▶ [Record extracts]:

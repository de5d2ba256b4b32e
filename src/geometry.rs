use crate::error::{MotionError, MotionResult};

pub use kurbo::{Insets, Point, Rect, Size, Vec2};

/// Visible viewport dimensions in CSS pixels.
#[derive(Clone, Copy, Debug, PartialEq, serde::Serialize, serde::Deserialize)]
pub struct Viewport {
    pub width: f64,
    pub height: f64,
}

impl Viewport {
    pub fn new(width: f64, height: f64) -> MotionResult<Self> {
        if !(width.is_finite() && height.is_finite()) || width <= 0.0 || height <= 0.0 {
            return Err(MotionError::validation(
                "Viewport dimensions must be finite and > 0",
            ));
        }
        Ok(Self { width, height })
    }

    /// The viewport as a rect anchored at the scroll origin.
    pub fn rect(self) -> Rect {
        Rect::new(0.0, 0.0, self.width, self.height)
    }
}

/// True when a measured rect is usable as transition geometry: all finite
/// coordinates and a strictly positive area. A rect measured before layout
/// (or from a detached element) fails this and must be treated as "not
/// ready" rather than animated from.
pub fn is_measurable(rect: Rect) -> bool {
    [rect.x0, rect.y0, rect.x1, rect.y1]
        .iter()
        .all(|v| v.is_finite())
        && rect.width() > 0.0
        && rect.height() > 0.0
}

/// A rectangular clip mask expressed as offsets from each viewport edge,
/// the geometry behind `clip-path: inset(...)`.
#[derive(Clone, Copy, Debug, PartialEq, serde::Serialize, serde::Deserialize)]
pub struct ClipInset {
    pub top: f64,
    pub right: f64,
    pub bottom: f64,
    pub left: f64,
}

impl ClipInset {
    /// Inset that makes exactly `source` visible inside `viewport`.
    pub fn from_source(source: Rect, viewport: Viewport) -> Self {
        Self {
            top: source.y0,
            right: viewport.width - source.x0 - source.width(),
            bottom: viewport.height - source.y0 - source.height(),
            left: source.x0,
        }
    }

    /// Zero inset on all sides: the clip covers the whole viewport.
    pub fn full_bleed() -> Self {
        Self {
            top: 0.0,
            right: 0.0,
            bottom: 0.0,
            left: 0.0,
        }
    }

    pub fn is_full_bleed(self) -> bool {
        self == Self::full_bleed()
    }

    /// CSS `clip-path` value for DOM hosts, edges in the canonical
    /// top/right/bottom/left order.
    pub fn css_clip_path(self) -> String {
        format!(
            "inset({:.0}px {:.0}px {:.0}px {:.0}px)",
            self.top, self.right, self.bottom, self.left
        )
    }
}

▶ [What you will do]: Scan the material above for the word "right", and copy each line where it appears.

▶ [Solution to the exercise]:
    pub right: f64,
            right: viewport.width - source.x0 - source.width(),
            right: 0.0,
    /// top/right/bottom/left order.
            self.top, self.right, self.bottom, self.left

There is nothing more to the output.